What to do:
The required answer is each line in the entries below where "when" occurs.

[Stored data entries]
----------

//! Maps a decoded property list onto typed wallpaper phases.
//!
//! Key names follow the metadata Apple embeds in dynamic HEIC files:
//!
//! | Key  | Meaning                                   |
//! |------|-------------------------------------------|
//! | `l`  | light frame index                         |
//! | `d`  | dark frame index                          |
//! | `ap` | nested appearance dictionary              |
//! | `si` | solar phase list (`i`, `a`, `z`)          |
//! | `ti` | time phase list (`i`, `t`)                |
//!
//! Every accessor validates eagerly, so a partially valid blob never yields a
//! partially built phase list.

use std::collections::BTreeMap;

use chrono::NaiveTime;
use thiserror::Error;

use super::model::{AppearancePhase, FrameIndex, SolarPhase, TimePhase};
use crate::bplist::Value;

const ROOT: &str = "<root>";
const SECONDS_PER_DAY: f64 = 86_400.0;

/// Errors raised when a value tree does not describe a known wallpaper kind.
#[derive(Debug, Error, PartialEq)]
pub enum MappingError {
    #[error("missing key `{0}`")]
    MissingKey(String),

    #[error("key `{0}` has an unexpected type")]
    WrongType(String),

    #[error("frame index {index} is out of range for {number_of_frames} frames")]
    FrameIndexOutOfRange { index: i64, number_of_frames: u16 },

    #[error("time value {0} is not a fraction of a day in [0, 1]")]
    InvalidTime(f64),

    #[error("key `{key}` is not a finite angle: {value}")]
    InvalidCoordinate { key: String, value: f64 },
}

type Dictionary = BTreeMap<String, Value>;

/// Reads the appearance phase from `l`/`d` on the root, or from the nested
/// `ap` dictionary when the root carries neither.
///
/// # Errors
///
/// Returns a [`MappingError`] for a missing or mistyped key or an out-of-range
/// frame index.
pub fn map_appearance(root: &Value, number_of_frames: u16) -> Result<AppearancePhase, MappingError> {
    let root = dictionary(root, ROOT)?;
    let source = if !root.contains_key("l") && !root.contains_key("d") {
        match root.get("ap") {
            Some(nested) => dictionary(nested, "ap")?,
            None => root,
        }
    } else {
        root
    };

    Ok(AppearancePhase {
        light_frame_index: frame_index(source, "l", number_of_frames)?,
        dark_frame_index: frame_index(source, "d", number_of_frames)?,
    })
}

/// Like [`map_appearance`], but returns `Ok(None)` when the blob carries no
/// appearance keys at all. Solar and time blobs only optionally embed one.
///
/// # Errors
///
/// Returns a [`MappingError`] when appearance keys exist but are invalid.
pub fn map_optional_appearance(
    root: &Value,
    number_of_frames: u16,
) -> Result<Option<AppearancePhase>, MappingError> {
    let map = dictionary(root, ROOT)?;
    if ["l", "d", "ap"].iter().any(|key| map.contains_key(*key)) {
        map_appearance(root, number_of_frames).map(Some)
    } else {
        Ok(None)
    }
}

/// Reads the solar phase list under `si`, in source order.
///
/// # Errors
///
/// Returns a [`MappingError`] for a missing or mistyped key, an out-of-range
/// frame index, or a coordinate that is not finite once narrowed to `f32`.
pub fn map_solar(root: &Value, number_of_frames: u16) -> Result<Vec<SolarPhase>, MappingError> {
    entries(root, "si")?
        .iter()
        .map(|entry| {
            let entry = dictionary(entry, "si")?;
            Ok(SolarPhase {
                frame_index: frame_index(entry, "i", number_of_frames)?,
                elevation_degrees: coordinate(entry, "a")?,
                azimuth_degrees: coordinate(entry, "z")?,
            })
        })
        .collect()
}

/// Reads the time phase list under `ti`, in source order.
///
/// # Errors
///
/// Returns a [`MappingError`] for a missing or mistyped key, an out-of-range
/// frame index, or a time value outside `[0, 1]`.
pub fn map_time(root: &Value, number_of_frames: u16) -> Result<Vec<TimePhase>, MappingError> {
    entries(root, "ti")?
        .iter()
        .map(|entry| {
            let entry = dictionary(entry, "ti")?;
            Ok(TimePhase {
                frame_index: frame_index(entry, "i", number_of_frames)?,
                time: time_from_day_fraction(number(entry, "t")?)?,
            })
        })
        .collect()
}

/// Converts a fraction of a day into a local time, rounding to the second.
///
/// `1.0` wraps to midnight rather than producing `24:00:00`.
///
/// # Errors
///
/// Returns [`MappingError::InvalidTime`] for non-finite values or values
/// outside `[0, 1]`.
#[allow(clippy::cast_possible_truncation, clippy::cast_sign_loss)]
pub fn time_from_day_fraction(fraction: f64) -> Result<NaiveTime, MappingError> {
    if !fraction.is_finite() || !(0.0..=1.0).contains(&fraction) {
        return Err(MappingError::InvalidTime(fraction));
    }

    let seconds = (fraction * SECONDS_PER_DAY).round() as u32 % 86_400;
    NaiveTime::from_num_seconds_from_midnight_opt(seconds, 0).ok_or(MappingError::InvalidTime(fraction))
}

fn dictionary<'a>(value: &'a Value, name: &str) -> Result<&'a Dictionary, MappingError> {
    value.as_dictionary().ok_or_else(|| MappingError::WrongType(name.to_string()))
}

fn field<'a>(map: &'a Dictionary, key: &str) -> Result<&'a Value, MappingError> {
    map.get(key).ok_or_else(|| MappingError::MissingKey(key.to_string()))
}

fn entries<'a>(root: &'a Value, key: &str) -> Result<&'a [Value], MappingError> {
    field(dictionary(root, ROOT)?, key)?
        .as_array()
        .ok_or_else(|| MappingError::WrongType(key.to_string()))
}

fn number(map: &Dictionary, key: &str) -> Result<f64, MappingError> {
    field(map, key)?
        .as_number()
        .ok_or_else(|| MappingError::WrongType(key.to_string()))
}

#[allow(clippy::cast_possible_truncation)]
fn coordinate(map: &Dictionary, key: &str) -> Result<f32, MappingError> {
    let value = number(map, key)?;
    let degrees = value as f32;
    if degrees.is_finite() {
        Ok(degrees)
    } else {
        Err(MappingError::InvalidCoordinate { key: key.to_string(), value })
    }
}

fn frame_index(map: &Dictionary, key: &str, number_of_frames: u16) -> Result<FrameIndex, MappingError> {
    let index = field(map, key)?
        .as_integer()
        .ok_or_else(|| MappingError::WrongType(key.to_string()))?;

    FrameIndex::try_from(index)
        .ok()
        .filter(|&frame| frame < number_of_frames)
        .ok_or(MappingError::FrameIndexOutOfRange { index, number_of_frames })
}

#[cfg(test)]
mod tests {
    use super::*;
    use crate::bplist::decode_base64;

    const APPEARANCE: &str = "YnBsaXN0MDDSAQIDBFFkUWwQARAACA0PERMAAAAAAAABAQAAAAAAAAAFAAAAAAAAAAAAAAAAAAAAFQ==";
    const TIME: &str = "YnBsaXN0MDDSAQIDD1J0aVJhcKMECQzSBQYHCFF0UWkjP9AAAAAAAAAQANIFBgoLIwAAAAAAAAAAEAHSBQYNDiM/6AAAAAAAABAC0hARDghRZFFsCA0QExccHiApKzA5O0BJS1BSAAAAAAAAAQEAAAAAAAAAEgAAAAAAAAAAAAAAAAAAAFQ=";
    const SOLAR_INT_COORDS: &str = "YnBsaXN0MDDTAQIDBAUGUWRRbFJzaRAAEAGiBw3TCAkKCwQMUWFRaVF6E//////////2EFrTCAkKDgUPI0BGwAAAAAAAELQIDxETFhgaHSQmKCozNTxFAAAAAAAAAQEAAAAAAAAAEAAAAAAAAAAAAAAAAAAAAEc=";
    const TIME_REAL_INDEX: &str = "YnBsaXN0MDDRAQJSdGmhA9IEBQYHUWlRdCMAAAAAAAAAACM/4AAAAAAAAAgLDhAVFxkiAAAAAAAAAQEAAAAAAAAACAAAAAAAAAAAAAAAAAAAACs=";
    const TIME_OUT_OF_RANGE: &str = "YnBsaXN0MDDRAQJSdGmhA9IEBQYHUWlRdBAAIz/4AAAAAAAACAsOEBUXGRsAAAAAAAABAQAAAAAAAAAIAAAAAAAAAAAAAAAAAAAAJA==";
    const TIME_WRAP_ONE: &str = "YnBsaXN0MDDRAQJSdGmiAwjSBAUGB1FpUXQQACM/8AAAAAAAANIEBQkKEAEjP+AAAAAAAAAICw4RFhgaHCUqLAAAAAAAAAEBAAAAAAAAAAsAAAAAAAAAAAAAAAAAAAA1";
    const SOLAR_MISSING_AZIMUTH: &str = "YnBsaXN0MDDRAQJSc2mhA9IEBQYHUWFRaSM/8AAAAAAAABAACAsOEBUXGSIAAAAAAAABAQAAAAAAAAAIAAAAAAAAAAAAAAAAAAAAJA==";
    const ARRAY_ROOT: &str = "YnBsaXN0MDCjAQIDEAEQAhADCAwOEAAAAAAAAAEBAAAAAAAAAAQAAAAAAAAAAAAAAAAAAAAS";

    fn value(text: &str) -> Value { decode_base64(text).unwrap() }

    fn hms(hour: u32, minute: u32, second: u32) -> NaiveTime {
        NaiveTime::from_hms_opt(hour, minute, second).unwrap()
    }

    // ========================================================================
    // Appearance
    // ========================================================================

    #[test]
    fn test_map_appearance_from_root() {
        let phase = map_appearance(&value(APPEARANCE), 2).unwrap();
        assert_eq!(phase, AppearancePhase { light_frame_index: 0, dark_frame_index: 1 });
    }

    #[test]
    fn test_map_appearance_from_nested_dictionary() {
        let phase = map_appearance(&value(TIME), 3).unwrap();
        assert_eq!(phase, AppearancePhase { light_frame_index: 0, dark_frame_index: 2 });
    }

    #[test]
    fn test_map_appearance_rejects_out_of_range_frame() {
        let err = map_appearance(&value(APPEARANCE), 1).unwrap_err();
        assert_eq!(err, MappingError::FrameIndexOutOfRange { index: 1, number_of_frames: 1 });
    }

    #[test]
    fn test_map_appearance_missing_keys() {
        let err = map_appearance(&value(TIME_WRAP_ONE), 2).unwrap_err();
        assert_eq!(err, MappingError::MissingKey("l".to_string()));
    }

    #[test]
    fn test_map_appearance_rejects_non_dictionary_root() {
        let err = map_appearance(&value(ARRAY_ROOT), 2).unwrap_err();
        assert_eq!(err, MappingError::WrongType("<root>".to_string()));
    }

    #[test]
    fn test_map_optional_appearance() {
        assert_eq!(map_optional_appearance(&value(TIME_WRAP_ONE), 2).unwrap(), None);
        assert_eq!(
            map_optional_appearance(&value(SOLAR_INT_COORDS), 2).unwrap(),
            Some(AppearancePhase { light_frame_index: 1, dark_frame_index: 0 })
        );
        assert!(map_optional_appearance(&value(TIME), 2).is_err());
    }

    // ========================================================================
    // Solar
    // ========================================================================

    #[test]
    fn test_map_solar_coerces_integer_coordinates() {
        let phases = map_solar(&value(SOLAR_INT_COORDS), 2).unwrap();
        assert_eq!(
            phases,
            vec![
                SolarPhase { frame_index: 0, elevation_degrees: -10.0, azimuth_degrees: 90.0 },
                SolarPhase { frame_index: 1, elevation_degrees: 45.5, azimuth_degrees: 180.0 },
            ]
        );
    }

    #[test]
    fn test_map_solar_missing_azimuth() {
        let err = map_solar(&value(SOLAR_MISSING_AZIMUTH), 2).unwrap_err();
        assert_eq!(err, MappingError::MissingKey("z".to_string()));
    }

    #[test]
    fn test_map_solar_missing_list() {
        let err = map_solar(&value(APPEARANCE), 2).unwrap_err();
        assert_eq!(err, MappingError::MissingKey("si".to_string()));
    }

    #[test]
    fn test_map_solar_rejects_out_of_range_frame() {
        let err = map_solar(&value(SOLAR_INT_COORDS), 1).unwrap_err();
        assert_eq!(err, MappingError::FrameIndexOutOfRange { index: 1, number_of_frames: 1 });
    }

    fn solar_entry(elevation: f64, azimuth: f64) -> Value {
        let entry = Value::Dictionary(BTreeMap::from([
            ("i".to_string(), Value::Integer(0)),
            ("a".to_string(), Value::Real(elevation)),
            ("z".to_string(), Value::Real(azimuth)),
        ]));
        Value::Dictionary(BTreeMap::from([("si".to_string(), Value::Array(vec![entry]))]))
    }

    #[test]
    fn test_map_solar_rejects_coordinate_overflowing_f32() {
        let err = map_solar(&solar_entry(1e40, 90.0), 1).unwrap_err();
        assert_eq!(err, MappingError::InvalidCoordinate { key: "a".to_string(), value: 1e40 });
    }

    #[test]
    fn test_map_solar_rejects_non_finite_coordinates() {
        let err = map_solar(&solar_entry(10.0, f64::INFINITY), 1).unwrap_err();
        assert_eq!(err, MappingError::InvalidCoordinate { key: "z".to_string(), value: f64::INFINITY });

        let err = map_solar(&solar_entry(f64::NAN, 90.0), 1).unwrap_err();
        assert!(matches!(err, MappingError::InvalidCoordinate { key, value } if key == "a" && value.is_nan()));
    }

    #[test]
    fn test_map_solar_keeps_f32_extremes() {
        let phases = map_solar(&solar_entry(-90.0, f64::from(f32::MAX)), 1).unwrap();
        assert_eq!(phases[0].azimuth_degrees, f32::MAX);
    }

    // ========================================================================
    // Time
    // ========================================================================

    #[test]
    fn test_map_time_keeps_source_order() {
        let phases = map_time(&value(TIME), 3).unwrap();
        assert_eq!(
            phases,
            vec![
                TimePhase { frame_index: 0, time: hms(6, 0, 0) },
                TimePhase { frame_index: 1, time: hms(0, 0, 0) },
                TimePhase { frame_index: 2, time: hms(18, 0, 0) },
            ]
        );
    }

    #[test]
    fn test_map_time_wraps_full_day_to_midnight() {
        let phases = map_time(&value(TIME_WRAP_ONE), 2).unwrap();
        assert_eq!(phases[0].time, hms(0, 0, 0));
        assert_eq!(phases[1].time, hms(12, 0, 0));
    }

    #[test]
    fn test_map_time_rejects_real_frame_index() {
        let err = map_time(&value(TIME_REAL_INDEX), 2).unwrap_err();
        assert_eq!(err, MappingError::WrongType("i".to_string()));
    }

    #[test]
    fn test_map_time_rejects_out_of_range_fraction() {
        let err = map_time(&value(TIME_OUT_OF_RANGE), 2).unwrap_err();
        assert_eq!(err, MappingError::InvalidTime(1.5));
    }

    #[test]
    fn test_map_time_missing_list() {
        let err = map_time(&value(APPEARANCE), 2).unwrap_err();
        assert_eq!(err, MappingError::MissingKey("ti".to_string()));
    }

    #[test]
    fn test_day_fraction_boundaries() {
        assert_eq!(time_from_day_fraction(0.0).unwrap(), hms(0, 0, 0));
        assert_eq!(time_from_day_fraction(1.0).unwrap(), hms(0, 0, 0));
        assert_eq!(time_from_day_fraction(0.5).unwrap(), hms(12, 0, 0));
        assert_eq!(time_from_day_fraction(0.25).unwrap(), hms(6, 0, 0));
        assert_eq!(time_from_day_fraction(0.333_33).unwrap(), hms(8, 0, 0));
        assert_eq!(time_from_day_fraction(0.020_83).unwrap(), hms(0, 30, 0));
    }

    #[test]
    fn test_day_fraction_rejects_invalid_values() {
        for fraction in [-0.01, 1.01, f64::NAN, f64::INFINITY] {
            assert!(matches!(time_from_day_fraction(fraction), Err(MappingError::InvalidTime(_))));
        }
    }
}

----------

Answer to this problem:
/// Errors raised when a value tree does not describe a known wallpaper kind.
/// `ap` dictionary when the root carries neither.
/// Like [`map_appearance`], but returns `Ok(None)` when the blob carries no
/// Returns a [`MappingError`] when appearance keys exist but are invalid.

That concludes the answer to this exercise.